▶ _EXERCISE DESCRIPTION_: Could you say how many lines in the entries contain the string "when"? Give only that number.

--- EXERCISE DATA ---

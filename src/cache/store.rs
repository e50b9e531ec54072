//! Cache Store Module
//!
//! Bounded cache combining a random-eviction map with per-entry timestamps for lazy TTL expiry.

use std::borrow::Borrow;
use std::collections::{HashMap, HashSet};
use std::hash::Hash;
use std::io::{Read, Write};
use std::time::Duration;

use chrono::{DateTime, TimeDelta, Utc};
use serde::de::DeserializeOwned;
use serde::Serialize;
use tracing::{debug, info, warn};

use crate::cache::{
    peek_version, CacheStats, Clock, RandomMap, Snapshot, SystemClock, FORMAT_VERSION,
};
use crate::error::{CacheError, Result};

// == Bounded TTL Cache ==
/// Fixed-capacity cache with random eviction and lazy expiry.
///
/// Every stored key carries the instant it was last written. An entry older
/// than `ttl` is dropped the next time it is looked up; until then it keeps
/// occupying a slot and may be picked for eviction like any other entry.
#[derive(Debug)]
pub struct BoundedTtlCache<K, V, C = SystemClock> {
    /// Key-value storage
    store: RandomMap<K, V>,
    /// Last write instant per key, same key set as `store`
    timestamps: HashMap<K, DateTime<Utc>>,
    /// Performance statistics
    stats: CacheStats,
    /// Maximum number of entries allowed
    capacity: usize,
    /// Entry lifetime as configured
    ttl: Duration,
    /// Entry lifetime for timestamp arithmetic
    max_age: TimeDelta,
    clock: C,
}

impl<K, V> BoundedTtlCache<K, V, SystemClock>
where
    K: Clone + Eq + Hash,
{
    // == Constructor ==
    /// Creates a cache holding at most `capacity` entries, each for at most `ttl`.
    ///
    /// # Errors
    /// `InvalidConfig` if `capacity` is zero or `ttl` is too large to represent.
    pub fn new(capacity: usize, ttl: Duration) -> Result<Self> {
        Self::with_clock(capacity, ttl, SystemClock)
    }
}

impl<K, V, C> BoundedTtlCache<K, V, C>
where
    K: Clone + Eq + Hash,
    C: Clock,
{
    /// Creates a cache that reads time from `clock`.
    pub fn with_clock(capacity: usize, ttl: Duration, clock: C) -> Result<Self> {
        if capacity == 0 {
            return Err(CacheError::InvalidConfig(
                "capacity must be greater than zero".to_string(),
            ));
        }
        let max_age = TimeDelta::from_std(ttl).map_err(|_| {
            CacheError::InvalidConfig(format!("ttl of {:?} is out of range", ttl))
        })?;

        Ok(Self {
            store: RandomMap::new(),
            timestamps: HashMap::new(),
            stats: CacheStats::new(),
            capacity,
            ttl,
            max_age,
            clock,
        })
    }

    /// Makes eviction choices reproducible.
    pub fn with_seed(mut self, seed: u64) -> Self {
        self.store.reseed(seed);
        self
    }

    // == Put ==
    /// Stores a value and stamps it with the current time.
    ///
    /// Overwriting an existing key never evicts and always restarts its TTL.
    /// A new key arriving at a full cache first evicts a random entry.
    ///
    /// # Arguments
    /// * `key` - The key to store
    /// * `value` - The value to store
    pub fn put(&mut self, key: K, value: V) {
        // Only a new key can push the cache past capacity
        if !self.store.contains_key(&key) && self.store.len() >= self.capacity {
            self.evict_one();
        }

        // Insert or overwrite, restarting the TTL either way
        let now = self.clock.now();
        self.store.insert(key.clone(), value);
        self.timestamps.insert(key, now);
        self.stats.set_total_entries(self.store.len());
    }

    fn evict_one(&mut self) {
        if let Ok((evicted, _)) = self.store.random_remove() {
            self.timestamps.remove(&evicted);
            self.stats.record_eviction();
            debug!(capacity = self.capacity, "Evicted random entry");
        }
    }

    // == Get ==
    /// Returns the value for `key` if present and not older than the TTL.
    ///
    /// An expired entry is removed by the same call that detects it.
    pub fn get<Q>(&mut self, key: &Q) -> Option<&V>
    where
        K: Borrow<Q>,
        Q: Hash + Eq + ?Sized,
    {
        // Check if the key exists
        let Some(&stamped) = self.timestamps.get(key) else {
            self.stats.record_miss();
            return None;
        };

        // Check if expired
        if self.is_stale(self.clock.now(), stamped) {
            self.discard(key);
            self.stats.record_expirations(1);
            self.stats.record_miss();
            debug!("Entry expired on access");
            return None;
        }

        self.stats.record_hit();
        self.store.get(key).ok()
    }

    /// Returns a clone of the live value for `key`, or `default`.
    pub fn get_or<Q>(&mut self, key: &Q, default: V) -> V
    where
        K: Borrow<Q>,
        Q: Hash + Eq + ?Sized,
        V: Clone,
    {
        self.get(key).cloned().unwrap_or(default)
    }

    fn is_stale(&self, now: DateTime<Utc>, stamped: DateTime<Utc>) -> bool {
        now.signed_duration_since(stamped) > self.max_age
    }

    // == Invalidate ==
    /// Removes `key` and returns its value.
    ///
    /// # Errors
    /// `KeyNotFound` if the key is not stored.
    pub fn invalidate<Q>(&mut self, key: &Q) -> Result<V>
    where
        K: Borrow<Q>,
        Q: Hash + Eq + ?Sized,
    {
        let value = self.store.remove(key)?;
        self.timestamps.remove(key);
        self.stats.set_total_entries(self.store.len());
        Ok(value)
    }

    fn discard<Q>(&mut self, key: &Q)
    where
        K: Borrow<Q>,
        Q: Hash + Eq + ?Sized,
    {
        self.store.remove(key).ok();
        self.timestamps.remove(key);
        self.stats.set_total_entries(self.store.len());
    }

    // == Cleanup Expired ==
    /// Removes every entry older than the TTL.
    ///
    /// Returns the number of entries removed.
    pub fn cleanup_expired(&mut self) -> usize {
        let now = self.clock.now();
        let expired: Vec<K> = self
            .timestamps
            .iter()
            .filter(|(_, stamped)| self.is_stale(now, **stamped))
            .map(|(key, _)| key.clone())
            .collect();

        for key in &expired {
            self.discard(key);
        }

        self.stats.record_expirations(expired.len());
        if !expired.is_empty() {
            debug!(removed = expired.len(), "Swept expired entries");
        }
        expired.len()
    }

    // == Clear ==
    /// Removes all entries. Statistics are kept.
    pub fn clear(&mut self) {
        self.store.clear();
        self.timestamps.clear();
        self.stats.set_total_entries(0);
    }

    // == Accessors ==
    /// Returns the number of stored entries, including expired ones not yet detected.
    pub fn len(&self) -> usize {
        self.store.len()
    }

    pub fn is_empty(&self) -> bool {
        self.store.is_empty()
    }

    /// Membership test that does not check or enforce the TTL.
    pub fn contains_key<Q>(&self, key: &Q) -> bool
    where
        K: Borrow<Q>,
        Q: Hash + Eq + ?Sized,
    {
        self.store.contains_key(key)
    }

    pub fn capacity(&self) -> usize {
        self.capacity
    }

    pub fn ttl(&self) -> Duration {
        self.ttl
    }

    /// Format tag this cache writes and accepts.
    pub fn version(&self) -> &'static str {
        FORMAT_VERSION
    }

    /// Iterates over stored entries in unspecified order without expiring them.
    pub fn iter(&self) -> impl Iterator<Item = (&K, &V)> {
        self.store.iter()
    }

    /// Returns current cache statistics.
    pub fn stats(&self) -> CacheStats {
        let mut stats = self.stats.clone();
        stats.set_total_entries(self.store.len());
        stats
    }

    // == Snapshot ==
    /// Serializes entries, timestamps and the format version.
    pub fn snapshot(&self) -> Result<Vec<u8>>
    where
        K: Serialize,
        V: Serialize,
    {
        let snapshot = Snapshot {
            entries: self.store.iter().collect(),
            timestamps: self.timestamps.iter().map(|(key, &at)| (key, at)).collect(),
            version: FORMAT_VERSION.to_string(),
        };
        Ok(snapshot.to_bytes()?)
    }

    // == Restore ==
    /// Replaces the cache contents with a snapshot.
    ///
    /// Returns `Ok(false)` and leaves the cache untouched when the snapshot
    /// carries a different format version, whatever the shape of its payload.
    /// Entries beyond capacity are dropped at random without counting as
    /// evictions.
    ///
    /// # Arguments
    /// * `bytes` - A snapshot produced by [`BoundedTtlCache::snapshot`]
    ///
    /// # Errors
    /// `Persistence` for undecodable bytes, `CorruptSnapshot` when entries and
    /// timestamps do not cover the same keys. The cache is unchanged on error.
    pub fn restore(&mut self, bytes: &[u8]) -> Result<bool>
    where
        K: DeserializeOwned,
        V: DeserializeOwned,
    {
        // Check the format tag before touching the payload
        let version = peek_version(bytes)?;
        if version != FORMAT_VERSION {
            warn!(
                found = %version,
                expected = FORMAT_VERSION,
                "Skipping snapshot with mismatched format version"
            );
            return Ok(false);
        }

        let snapshot: Snapshot<K, V> = Snapshot::from_bytes(bytes)?;

        // Every entry needs exactly one timestamp
        let timestamps: HashMap<K, DateTime<Utc>> = snapshot.timestamps.into_iter().collect();
        let paired = {
            let mut seen = HashSet::with_capacity(snapshot.entries.len());
            timestamps.len() == snapshot.entries.len()
                && snapshot
                    .entries
                    .iter()
                    .all(|(key, _)| timestamps.contains_key(key) && seen.insert(key))
        };
        if !paired {
            return Err(CacheError::CorruptSnapshot(
                "entries and timestamps cover different keys".to_string(),
            ));
        }

        // Swap in the restored state, then trim to capacity
        self.store.clear();
        self.store.extend(snapshot.entries);
        self.timestamps = timestamps;
        let mut trimmed = 0;
        while self.store.len() > self.capacity {
            let Ok((dropped, _)) = self.store.random_remove() else {
                break;
            };
            self.timestamps.remove(&dropped);
            trimmed += 1;
        }
        if trimmed > 0 {
            debug!(trimmed, capacity = self.capacity, "Trimmed restored snapshot");
        }
        self.stats.set_total_entries(self.store.len());

        info!(entries = self.store.len(), "Restored cache snapshot");
        Ok(true)
    }

    /// Writes a snapshot to `writer`.
    pub fn dump<W: Write>(&self, mut writer: W) -> Result<()>
    where
        K: Serialize,
        V: Serialize,
    {
        writer.write_all(&self.snapshot()?)?;
        writer.flush()?;
        Ok(())
    }

    /// Reads a snapshot from `reader` and restores it.
    pub fn load<R: Read>(&mut self, mut reader: R) -> Result<bool>
    where
        K: DeserializeOwned,
        V: DeserializeOwned,
    {
        let mut bytes = Vec::new();
        reader.read_to_end(&mut bytes)?;
        self.restore(&bytes)
    }
}

#[cfg(test)]
impl<K, V, C> BoundedTtlCache<K, V, C>
where
    K: Clone + Eq + Hash,
{
    /// Checks that the map is dense and the timestamp table mirrors it.
    pub(crate) fn check_invariants(&self) -> bool {
        self.store.check_invariants()
            && self.timestamps.len() == self.store.len()
            && self.store.keys().all(|key| self.timestamps.contains_key(key))
    }

    pub(crate) fn timestamp_count(&self) -> usize {
        self.timestamps.len()
    }
}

---

▶ _ANSWER BELOW_: 2